** Source material follows **
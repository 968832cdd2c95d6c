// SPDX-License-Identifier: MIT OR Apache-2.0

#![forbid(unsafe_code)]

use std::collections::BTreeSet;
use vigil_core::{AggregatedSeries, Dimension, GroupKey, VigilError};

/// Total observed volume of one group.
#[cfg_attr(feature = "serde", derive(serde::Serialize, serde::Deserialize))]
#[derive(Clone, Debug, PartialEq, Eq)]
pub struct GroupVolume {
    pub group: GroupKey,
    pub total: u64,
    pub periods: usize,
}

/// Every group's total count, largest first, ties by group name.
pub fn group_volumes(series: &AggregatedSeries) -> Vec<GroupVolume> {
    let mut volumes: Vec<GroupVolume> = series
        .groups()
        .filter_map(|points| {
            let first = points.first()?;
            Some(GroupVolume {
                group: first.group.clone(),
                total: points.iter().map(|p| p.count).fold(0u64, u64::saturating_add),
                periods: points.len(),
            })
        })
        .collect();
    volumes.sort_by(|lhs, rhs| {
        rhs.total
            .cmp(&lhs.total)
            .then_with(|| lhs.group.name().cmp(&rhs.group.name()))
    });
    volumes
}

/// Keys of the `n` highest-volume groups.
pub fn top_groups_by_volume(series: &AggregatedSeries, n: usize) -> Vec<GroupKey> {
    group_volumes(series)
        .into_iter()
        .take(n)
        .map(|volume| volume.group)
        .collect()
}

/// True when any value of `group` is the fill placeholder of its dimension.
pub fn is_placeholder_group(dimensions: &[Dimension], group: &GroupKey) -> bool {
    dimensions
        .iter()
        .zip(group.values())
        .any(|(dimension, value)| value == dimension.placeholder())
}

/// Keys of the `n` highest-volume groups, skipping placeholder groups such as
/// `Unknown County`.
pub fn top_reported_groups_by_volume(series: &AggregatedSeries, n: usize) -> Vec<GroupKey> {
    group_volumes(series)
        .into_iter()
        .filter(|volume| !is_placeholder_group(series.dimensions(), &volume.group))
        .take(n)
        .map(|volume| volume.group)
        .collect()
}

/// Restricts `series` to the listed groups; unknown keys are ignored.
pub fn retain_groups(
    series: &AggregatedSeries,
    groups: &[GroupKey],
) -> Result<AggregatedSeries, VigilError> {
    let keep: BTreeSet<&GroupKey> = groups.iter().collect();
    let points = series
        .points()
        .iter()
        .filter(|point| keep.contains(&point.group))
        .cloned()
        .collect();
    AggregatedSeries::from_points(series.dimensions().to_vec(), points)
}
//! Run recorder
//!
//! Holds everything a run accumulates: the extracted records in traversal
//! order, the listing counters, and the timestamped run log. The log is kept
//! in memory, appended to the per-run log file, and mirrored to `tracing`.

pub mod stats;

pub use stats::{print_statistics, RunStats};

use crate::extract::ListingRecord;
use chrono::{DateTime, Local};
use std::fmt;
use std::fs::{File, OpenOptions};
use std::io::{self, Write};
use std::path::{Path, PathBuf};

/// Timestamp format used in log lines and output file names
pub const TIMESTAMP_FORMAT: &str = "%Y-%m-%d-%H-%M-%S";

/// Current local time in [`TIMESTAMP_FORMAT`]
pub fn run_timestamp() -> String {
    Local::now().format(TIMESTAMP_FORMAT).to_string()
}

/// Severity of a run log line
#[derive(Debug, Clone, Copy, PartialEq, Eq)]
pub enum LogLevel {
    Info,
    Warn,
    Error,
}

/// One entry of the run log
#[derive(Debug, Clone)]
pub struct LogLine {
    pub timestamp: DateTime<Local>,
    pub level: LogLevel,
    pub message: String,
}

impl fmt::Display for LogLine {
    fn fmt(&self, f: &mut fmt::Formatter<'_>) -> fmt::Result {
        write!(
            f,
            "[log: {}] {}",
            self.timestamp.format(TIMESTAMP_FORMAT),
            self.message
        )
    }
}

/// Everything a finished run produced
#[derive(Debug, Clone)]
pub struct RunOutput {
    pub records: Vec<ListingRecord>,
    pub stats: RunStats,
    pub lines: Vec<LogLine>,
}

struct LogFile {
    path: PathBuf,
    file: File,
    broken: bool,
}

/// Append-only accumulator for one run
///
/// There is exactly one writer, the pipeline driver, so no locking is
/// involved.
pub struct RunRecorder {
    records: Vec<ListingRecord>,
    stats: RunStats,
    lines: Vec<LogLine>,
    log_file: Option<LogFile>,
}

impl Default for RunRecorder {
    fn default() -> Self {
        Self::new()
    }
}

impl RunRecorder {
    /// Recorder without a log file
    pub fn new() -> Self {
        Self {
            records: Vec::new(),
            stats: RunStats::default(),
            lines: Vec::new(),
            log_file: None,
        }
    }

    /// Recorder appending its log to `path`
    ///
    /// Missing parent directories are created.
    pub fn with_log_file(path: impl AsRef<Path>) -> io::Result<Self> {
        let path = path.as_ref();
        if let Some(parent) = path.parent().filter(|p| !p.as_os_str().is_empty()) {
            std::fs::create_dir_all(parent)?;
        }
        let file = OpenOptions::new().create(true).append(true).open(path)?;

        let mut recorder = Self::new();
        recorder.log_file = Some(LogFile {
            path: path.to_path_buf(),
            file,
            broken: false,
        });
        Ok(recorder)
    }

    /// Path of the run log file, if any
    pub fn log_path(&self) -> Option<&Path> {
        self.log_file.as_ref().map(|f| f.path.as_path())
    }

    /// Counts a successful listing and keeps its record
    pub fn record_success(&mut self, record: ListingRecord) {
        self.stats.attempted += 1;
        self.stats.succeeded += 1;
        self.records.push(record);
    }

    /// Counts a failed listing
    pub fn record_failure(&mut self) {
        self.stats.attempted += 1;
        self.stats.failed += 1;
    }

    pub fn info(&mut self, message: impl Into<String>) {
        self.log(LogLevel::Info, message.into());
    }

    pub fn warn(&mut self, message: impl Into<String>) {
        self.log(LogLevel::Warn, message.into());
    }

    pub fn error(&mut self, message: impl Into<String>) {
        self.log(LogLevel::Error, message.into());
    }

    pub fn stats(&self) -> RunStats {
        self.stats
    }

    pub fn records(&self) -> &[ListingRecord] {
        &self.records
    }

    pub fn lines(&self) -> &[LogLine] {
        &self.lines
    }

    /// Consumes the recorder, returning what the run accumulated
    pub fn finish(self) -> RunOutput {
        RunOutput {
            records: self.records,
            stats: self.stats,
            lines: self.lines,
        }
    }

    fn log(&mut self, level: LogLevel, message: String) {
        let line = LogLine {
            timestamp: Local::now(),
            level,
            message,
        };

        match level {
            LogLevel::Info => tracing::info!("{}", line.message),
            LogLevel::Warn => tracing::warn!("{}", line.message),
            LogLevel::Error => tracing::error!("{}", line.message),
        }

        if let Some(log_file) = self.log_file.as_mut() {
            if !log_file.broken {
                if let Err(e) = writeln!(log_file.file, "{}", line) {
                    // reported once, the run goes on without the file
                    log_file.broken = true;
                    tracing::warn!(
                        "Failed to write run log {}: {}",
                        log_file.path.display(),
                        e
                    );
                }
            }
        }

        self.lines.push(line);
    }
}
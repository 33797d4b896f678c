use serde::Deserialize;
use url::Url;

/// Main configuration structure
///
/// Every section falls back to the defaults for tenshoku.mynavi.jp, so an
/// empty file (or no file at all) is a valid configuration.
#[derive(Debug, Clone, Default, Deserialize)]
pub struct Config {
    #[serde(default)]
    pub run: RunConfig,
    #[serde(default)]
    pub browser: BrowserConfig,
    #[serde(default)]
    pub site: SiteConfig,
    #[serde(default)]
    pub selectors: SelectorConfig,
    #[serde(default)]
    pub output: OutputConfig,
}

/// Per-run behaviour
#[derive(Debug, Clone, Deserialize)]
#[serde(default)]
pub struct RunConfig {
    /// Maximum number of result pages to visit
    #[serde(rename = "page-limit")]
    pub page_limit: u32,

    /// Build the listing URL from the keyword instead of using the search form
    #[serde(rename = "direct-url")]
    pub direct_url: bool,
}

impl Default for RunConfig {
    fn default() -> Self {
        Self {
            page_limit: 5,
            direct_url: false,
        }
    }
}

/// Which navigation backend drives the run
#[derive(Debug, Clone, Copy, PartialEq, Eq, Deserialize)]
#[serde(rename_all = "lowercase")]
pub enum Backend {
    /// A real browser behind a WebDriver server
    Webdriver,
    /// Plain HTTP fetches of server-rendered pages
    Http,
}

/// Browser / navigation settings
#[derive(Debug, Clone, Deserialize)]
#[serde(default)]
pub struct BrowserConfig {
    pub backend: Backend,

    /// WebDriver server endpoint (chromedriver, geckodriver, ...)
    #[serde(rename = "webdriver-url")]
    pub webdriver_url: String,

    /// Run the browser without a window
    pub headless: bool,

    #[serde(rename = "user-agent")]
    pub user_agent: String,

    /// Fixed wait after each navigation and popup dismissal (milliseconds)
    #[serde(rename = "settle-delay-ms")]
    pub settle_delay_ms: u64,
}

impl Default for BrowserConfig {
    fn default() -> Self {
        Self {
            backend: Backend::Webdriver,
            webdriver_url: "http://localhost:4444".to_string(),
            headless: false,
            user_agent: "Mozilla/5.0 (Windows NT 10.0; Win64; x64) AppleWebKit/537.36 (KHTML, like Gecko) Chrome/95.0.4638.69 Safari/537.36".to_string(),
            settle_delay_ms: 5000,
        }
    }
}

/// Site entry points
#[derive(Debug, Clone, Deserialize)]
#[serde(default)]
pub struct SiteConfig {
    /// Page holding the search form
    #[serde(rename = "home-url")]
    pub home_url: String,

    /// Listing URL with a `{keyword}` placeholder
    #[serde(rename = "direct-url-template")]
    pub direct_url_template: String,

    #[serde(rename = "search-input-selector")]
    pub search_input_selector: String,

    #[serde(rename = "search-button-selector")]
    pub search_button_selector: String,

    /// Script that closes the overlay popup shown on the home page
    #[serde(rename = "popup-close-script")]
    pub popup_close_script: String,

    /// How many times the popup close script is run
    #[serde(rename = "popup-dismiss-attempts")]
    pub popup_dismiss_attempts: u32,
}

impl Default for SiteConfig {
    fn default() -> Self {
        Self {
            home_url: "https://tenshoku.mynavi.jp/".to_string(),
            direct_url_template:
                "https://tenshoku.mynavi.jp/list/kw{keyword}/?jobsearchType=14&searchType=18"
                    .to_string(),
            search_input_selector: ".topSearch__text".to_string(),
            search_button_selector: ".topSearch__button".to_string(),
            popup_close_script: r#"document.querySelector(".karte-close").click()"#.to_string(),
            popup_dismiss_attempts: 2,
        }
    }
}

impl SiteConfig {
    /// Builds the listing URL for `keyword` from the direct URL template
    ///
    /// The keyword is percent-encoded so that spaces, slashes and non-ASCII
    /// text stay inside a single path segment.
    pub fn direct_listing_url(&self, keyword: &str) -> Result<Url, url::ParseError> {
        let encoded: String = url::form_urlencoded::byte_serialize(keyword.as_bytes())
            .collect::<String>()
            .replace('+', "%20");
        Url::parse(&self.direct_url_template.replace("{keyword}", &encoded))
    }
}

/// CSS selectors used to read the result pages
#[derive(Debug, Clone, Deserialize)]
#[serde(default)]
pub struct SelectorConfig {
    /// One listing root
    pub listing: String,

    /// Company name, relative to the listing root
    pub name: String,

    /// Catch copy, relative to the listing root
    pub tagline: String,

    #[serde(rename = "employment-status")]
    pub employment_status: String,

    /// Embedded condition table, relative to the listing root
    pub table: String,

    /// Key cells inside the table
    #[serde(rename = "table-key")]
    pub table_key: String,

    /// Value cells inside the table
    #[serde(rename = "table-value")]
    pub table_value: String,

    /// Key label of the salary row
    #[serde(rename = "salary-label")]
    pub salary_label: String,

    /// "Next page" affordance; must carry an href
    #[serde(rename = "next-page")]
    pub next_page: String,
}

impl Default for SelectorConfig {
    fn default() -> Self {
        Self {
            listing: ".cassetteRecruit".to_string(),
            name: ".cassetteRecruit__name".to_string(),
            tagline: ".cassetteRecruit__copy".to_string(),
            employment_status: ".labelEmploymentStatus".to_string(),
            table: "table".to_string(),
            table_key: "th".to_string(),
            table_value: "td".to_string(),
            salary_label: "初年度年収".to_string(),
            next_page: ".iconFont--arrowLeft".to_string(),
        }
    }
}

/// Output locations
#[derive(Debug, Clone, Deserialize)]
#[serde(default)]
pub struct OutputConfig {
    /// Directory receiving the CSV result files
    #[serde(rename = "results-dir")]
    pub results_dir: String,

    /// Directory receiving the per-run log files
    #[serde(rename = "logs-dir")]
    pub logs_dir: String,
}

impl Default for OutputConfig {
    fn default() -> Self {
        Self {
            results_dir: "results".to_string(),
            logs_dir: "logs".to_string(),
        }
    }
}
** End of Source material **
Required action: Copy each line of the records above that carries the word "replace".

Answer to the problem:
            .replace('+', "%20");
        Url::parse(&self.direct_url_template.replace("{keyword}", &encoded))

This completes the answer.